Summary of Applied Empirical Modeling of Nonlinearity and Endogeneity in Regression Models SS 2018, Ronny Behrens

Applied Empirical Modeling of Nonlinearity and Endogeneity in Regression Models SS 2018, Ronny Behrens

Often empirical problems do not fit the modeling assumptions of Ordinary Least Squares (OLS) estimation. This workshop looks at two specific scenarios: (1) Nonlinearities in dependent and independent variables and (2) instrumental variable techniques for dealing with endogeneity and non-random sample selection. These problems are often encountered in applied work. The goal of this workshop is to provide researchers with tools used to address some of the inadequacies of traditional OLS estimation in each setting.

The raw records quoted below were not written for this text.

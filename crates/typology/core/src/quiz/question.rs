//! Quiz questions and answer maps.

use core::fmt::Debug;

use crate::systems::{
    Aspect, CognitiveFunction, EnneagramType, Instinct, InstinctCenter, InstinctRealm, Pole,
    Quadra,
};

/// A closed set of values a quiz can score.
///
/// `candidates()` fixes the enumeration order, which is also the tie-break
/// order: among equal scores the earliest candidate wins.
pub trait Candidate: Copy + Eq + Ord + Debug + 'static {
    fn candidates() -> &'static [Self];
}

macro_rules! impl_candidate {
    ($($ty:ty),* $(,)?) => {
        $(
            impl Candidate for $ty {
                fn candidates() -> &'static [Self] {
                    static ALL: [$ty; <$ty>::COUNT] = <$ty>::all();
                    &ALL
                }
            }
        )*
    };
}

impl_candidate!(
    Aspect,
    EnneagramType,
    Instinct,
    Pole,
    CognitiveFunction,
    Quadra,
    InstinctCenter,
    InstinctRealm,
);

/// Points an option awards to one candidate.
#[derive(Clone, Copy, Debug, PartialEq, Eq, Hash)]
#[cfg_attr(feature = "serde", derive(serde::Serialize, serde::Deserialize))]
pub struct Contribution<K> {
    pub candidate: K,
    pub points: i32,
}

impl<K> Contribution<K> {
    pub const fn new(candidate: K, points: i32) -> Self {
        Self { candidate, points }
    }
}

#[derive(Clone, Debug, PartialEq, Eq, Hash)]
#[cfg_attr(feature = "serde", derive(serde::Serialize, serde::Deserialize))]
pub struct QuizOption<K> {
    pub label: String,
    /// A single option may credit several candidates at once.
    pub contributions: Vec<Contribution<K>>,
}

impl<K> QuizOption<K> {
    pub fn new(label: impl Into<String>, contributions: Vec<Contribution<K>>) -> Self {
        Self {
            label: label.into(),
            contributions,
        }
    }

    /// Option crediting a single candidate.
    pub fn single(label: impl Into<String>, candidate: K, points: i32) -> Self {
        Self::new(label, vec![Contribution::new(candidate, points)])
    }
}

#[derive(Clone, Debug, PartialEq, Eq, Hash)]
#[cfg_attr(feature = "serde", derive(serde::Serialize, serde::Deserialize))]
pub struct QuizQuestion<K> {
    /// Stable id, unique across a whole bank.
    pub id: String,
    pub prompt: String,
    pub options: Vec<QuizOption<K>>,
}

impl<K> QuizQuestion<K> {
    pub fn new(id: impl Into<String>, prompt: impl Into<String>, options: Vec<QuizOption<K>>) -> Self {
        Self {
            id: id.into(),
            prompt: prompt.into(),
            options,
        }
    }

    pub fn option(&self, index: usize) -> Option<&QuizOption<K>> {
        self.options.get(index)
    }
}

/// One recorded answer.
#[derive(Clone, Debug, PartialEq, Eq, Hash)]
#[cfg_attr(feature = "serde", derive(serde::Serialize, serde::Deserialize))]
pub struct QuizAnswer {
    pub question_id: String,
    pub option_index: usize,
}

/// Selected option per question id, in the order questions were first answered.
///
/// Answering a question again replaces the selection but keeps its position.
#[derive(Clone, Debug, Default, PartialEq, Eq, Hash)]
#[cfg_attr(feature = "serde", derive(serde::Serialize, serde::Deserialize))]
#[cfg_attr(feature = "serde", serde(transparent))]
pub struct QuizAnswerMap {
    answers: Vec<QuizAnswer>,
}

impl QuizAnswerMap {
    pub fn new() -> Self {
        Self::default()
    }

    pub fn answer(&mut self, question_id: impl Into<String>, option_index: usize) {
        let question_id = question_id.into();
        match self
            .answers
            .iter_mut()
            .find(|answer| answer.question_id == question_id)
        {
            Some(existing) => existing.option_index = option_index,
            None => self.answers.push(QuizAnswer {
                question_id,
                option_index,
            }),
        }
    }

    #[must_use]
    pub fn with(mut self, question_id: impl Into<String>, option_index: usize) -> Self {
        self.answer(question_id, option_index);
        self
    }

    pub fn get(&self, question_id: &str) -> Option<usize> {
        self.answers
            .iter()
            .find(|answer| answer.question_id == question_id)
            .map(|answer| answer.option_index)
    }

    pub fn contains(&self, question_id: &str) -> bool {
        self.get(question_id).is_some()
    }

    pub fn iter(&self) -> impl Iterator<Item = &QuizAnswer> + '_ {
        self.answers.iter()
    }

    pub fn len(&self) -> usize {
        self.answers.len()
    }

    pub fn is_empty(&self) -> bool {
        self.answers.is_empty()
    }
}

impl<S: Into<String>> FromIterator<(S, usize)> for QuizAnswerMap {
    fn from_iter<I: IntoIterator<Item = (S, usize)>>(iter: I) -> Self {
        let mut map = Self::new();
        for (question_id, option_index) in iter {
            map.answer(question_id, option_index);
        }
        map
    }
}

#[cfg(test)]
mod tests {
    use super::*;

    #[test]
    fn candidates_follow_enumeration_order() {
        assert_eq!(Aspect::candidates(), &Aspect::all());
        assert_eq!(InstinctRealm::candidates().len(), 9);
        assert_eq!(Pole::candidates()[0], Pole::E);
    }

    #[test]
    fn reanswering_keeps_first_position() {
        let mut answers = QuizAnswerMap::new();
        answers.answer("q1", 0);
        answers.answer("q2", 1);
        answers.answer("q1", 2);

        let order: Vec<(&str, usize)> = answers
            .iter()
            .map(|a| (a.question_id.as_str(), a.option_index))
            .collect();
        assert_eq!(order, [("q1", 2), ("q2", 1)]);
        assert_eq!(answers.len(), 2);
    }
}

We begin by looking at different nonlinear approaches to modeling discrete choice. We also extend the theme of nonlinearity to the independent variable side by discussing the interpretation of interaction effects in traditional OLS. Then we consider different instrumental variable strategies to deal with the problem of endogeneity. Finally, we combine the themes of nonlinearity and instrumental variables by considering selection models to deal with non-random samples.

By the end of the workshop, you should be able to understand and (equally important) run Stata code to model dichotomous dependent variables with logit and probit estimations, perform instrumental variable estimation and accompanying tests of instrument exogeneity and relevance, and estimate models controlling for selection bias.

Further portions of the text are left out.